-- GIVEN RECORDS --
####################

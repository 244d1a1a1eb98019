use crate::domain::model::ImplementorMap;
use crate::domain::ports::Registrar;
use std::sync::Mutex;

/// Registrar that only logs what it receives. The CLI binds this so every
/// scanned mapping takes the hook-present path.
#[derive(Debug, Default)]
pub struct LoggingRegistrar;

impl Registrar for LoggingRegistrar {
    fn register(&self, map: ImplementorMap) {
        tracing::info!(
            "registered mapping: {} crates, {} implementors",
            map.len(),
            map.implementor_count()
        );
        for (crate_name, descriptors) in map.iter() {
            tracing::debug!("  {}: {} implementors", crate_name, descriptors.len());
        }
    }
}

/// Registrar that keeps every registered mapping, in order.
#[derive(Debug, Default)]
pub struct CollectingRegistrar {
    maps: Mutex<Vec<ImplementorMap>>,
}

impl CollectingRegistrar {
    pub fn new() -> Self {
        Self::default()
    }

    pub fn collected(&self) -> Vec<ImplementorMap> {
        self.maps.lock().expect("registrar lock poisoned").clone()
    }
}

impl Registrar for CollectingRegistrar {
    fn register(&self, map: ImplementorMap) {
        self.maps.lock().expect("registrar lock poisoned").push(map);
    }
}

####################

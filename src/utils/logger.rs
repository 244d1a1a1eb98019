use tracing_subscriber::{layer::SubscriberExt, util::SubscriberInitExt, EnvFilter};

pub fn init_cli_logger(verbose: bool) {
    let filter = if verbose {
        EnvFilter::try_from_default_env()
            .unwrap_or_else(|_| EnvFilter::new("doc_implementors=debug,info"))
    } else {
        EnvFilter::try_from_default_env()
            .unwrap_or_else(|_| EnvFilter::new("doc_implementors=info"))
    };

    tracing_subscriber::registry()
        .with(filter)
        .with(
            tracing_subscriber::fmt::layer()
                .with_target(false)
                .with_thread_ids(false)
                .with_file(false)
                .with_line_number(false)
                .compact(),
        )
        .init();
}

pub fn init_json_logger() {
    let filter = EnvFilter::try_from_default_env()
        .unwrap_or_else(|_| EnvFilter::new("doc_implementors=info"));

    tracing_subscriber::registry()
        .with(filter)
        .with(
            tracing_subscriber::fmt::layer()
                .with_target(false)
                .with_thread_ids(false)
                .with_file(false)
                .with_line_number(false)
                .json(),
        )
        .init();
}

####################

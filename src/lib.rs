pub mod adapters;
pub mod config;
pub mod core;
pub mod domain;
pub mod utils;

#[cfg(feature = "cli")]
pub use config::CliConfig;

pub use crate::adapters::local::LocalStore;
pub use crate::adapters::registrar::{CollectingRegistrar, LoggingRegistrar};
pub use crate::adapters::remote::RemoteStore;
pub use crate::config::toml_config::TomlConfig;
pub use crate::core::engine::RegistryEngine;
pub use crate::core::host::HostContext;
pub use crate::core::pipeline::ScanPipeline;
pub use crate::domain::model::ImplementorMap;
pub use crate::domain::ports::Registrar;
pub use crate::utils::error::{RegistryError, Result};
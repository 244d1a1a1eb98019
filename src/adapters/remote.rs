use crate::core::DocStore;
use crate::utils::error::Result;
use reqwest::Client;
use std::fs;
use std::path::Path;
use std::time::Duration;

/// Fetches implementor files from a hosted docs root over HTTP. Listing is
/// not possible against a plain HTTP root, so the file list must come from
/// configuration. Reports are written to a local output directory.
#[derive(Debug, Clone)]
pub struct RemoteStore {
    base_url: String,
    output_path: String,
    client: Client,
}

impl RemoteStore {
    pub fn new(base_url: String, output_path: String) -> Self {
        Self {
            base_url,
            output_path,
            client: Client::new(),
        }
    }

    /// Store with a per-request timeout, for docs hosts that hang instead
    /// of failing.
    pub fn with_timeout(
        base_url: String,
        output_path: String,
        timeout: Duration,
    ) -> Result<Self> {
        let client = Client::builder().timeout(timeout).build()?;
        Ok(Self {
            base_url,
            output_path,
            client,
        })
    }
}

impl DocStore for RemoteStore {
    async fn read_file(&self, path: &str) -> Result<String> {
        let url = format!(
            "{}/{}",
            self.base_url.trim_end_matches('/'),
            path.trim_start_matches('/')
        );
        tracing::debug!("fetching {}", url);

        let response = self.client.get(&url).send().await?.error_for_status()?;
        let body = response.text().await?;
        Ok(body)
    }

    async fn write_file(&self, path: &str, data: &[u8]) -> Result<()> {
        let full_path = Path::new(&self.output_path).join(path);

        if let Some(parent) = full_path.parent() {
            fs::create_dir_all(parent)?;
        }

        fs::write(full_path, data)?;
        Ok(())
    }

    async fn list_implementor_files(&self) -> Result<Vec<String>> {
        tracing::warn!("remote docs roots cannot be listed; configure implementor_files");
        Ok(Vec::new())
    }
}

####################

-- WHAT YOU NEED TO DO --
The answer must consist of every line above that contains the word "descriptors".

-- SOLUTION BELOW --
        for (crate_name, descriptors) in map.iter() {
            tracing::debug!("  {}: {} implementors", crate_name, descriptors.len());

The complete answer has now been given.